Pungent, woodsy, smooth, and versatile, these earth treasures have a special place in the hearts of Italians.
It’s not clear whether the name porcini (or piglet in Italian) comes from its plump rounded shape or from how greedily people seek out these delectable mushrooms. Porcini were considered a delicacy by the ancient Romans and were often found on banquet tables during medieval times.
During the late spring, early summer, and fall, foraging for these mushrooms turns into a national pastime. People spend entire weekends prowling through the dense woods searching for them. When the sun is low, the light falls on the side of the mushrooms, making them easier to spot. The mushrooms tend to come back each season in the same locations.
There are several types of porcini: some are brown, others are colored with ochre or rust.

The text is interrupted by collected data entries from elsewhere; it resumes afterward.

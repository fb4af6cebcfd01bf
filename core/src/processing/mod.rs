pub mod averager;
pub mod comparison;
pub mod matcher;
pub mod outlier;
pub mod trend;
pub mod velocity;

pub use averager::{EpochSeries, TemporalAverager};
pub use comparison::{gnss_trend, SeriesFit, StationComparison};
pub use matcher::SpatialMatcher;
pub use outlier::{
    FilteredVelocities, OutlierFilter, REGIONAL_MAP_IQR_FACTOR, STATION_MAP_IQR_FACTOR,
};
pub use trend::{Trend, TrendFitter};
pub use velocity::VelocityField;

Those with a chocolate brown cap are prized for their intense flavor and fine texture. The creamy pale flesh of the mushroom looks particularly lovely set against the dark brown cap.
Porcini are used extensively in both their dried and fresh forms. When purchasing fresh porcini, look for a smooth cap, firm white stems, and chestnut to lemon-colored pores located underneath the cap. When cut, the meat should be solid and white. Older porcini may be slimy, flaccid, or slightly green.
To clean them, cut off the dirty base and, using a dry or damp towel, clean the cap and the stipe. Very fresh porcini will keep up to three days when kept in the refrigerator under a dry kitchen towel.
Dried porcini are available year round and can be found in most markets nowadays. There are many advantages to using dried porcini. They keep for several months in your cupboard and add intense mushroom flavors to a variety of dishes including soups, stews, risottos, and sauces. A little bit of porcini goes a long way, however. For most dishes, just an ounce of fried mushrooms will serve about four people.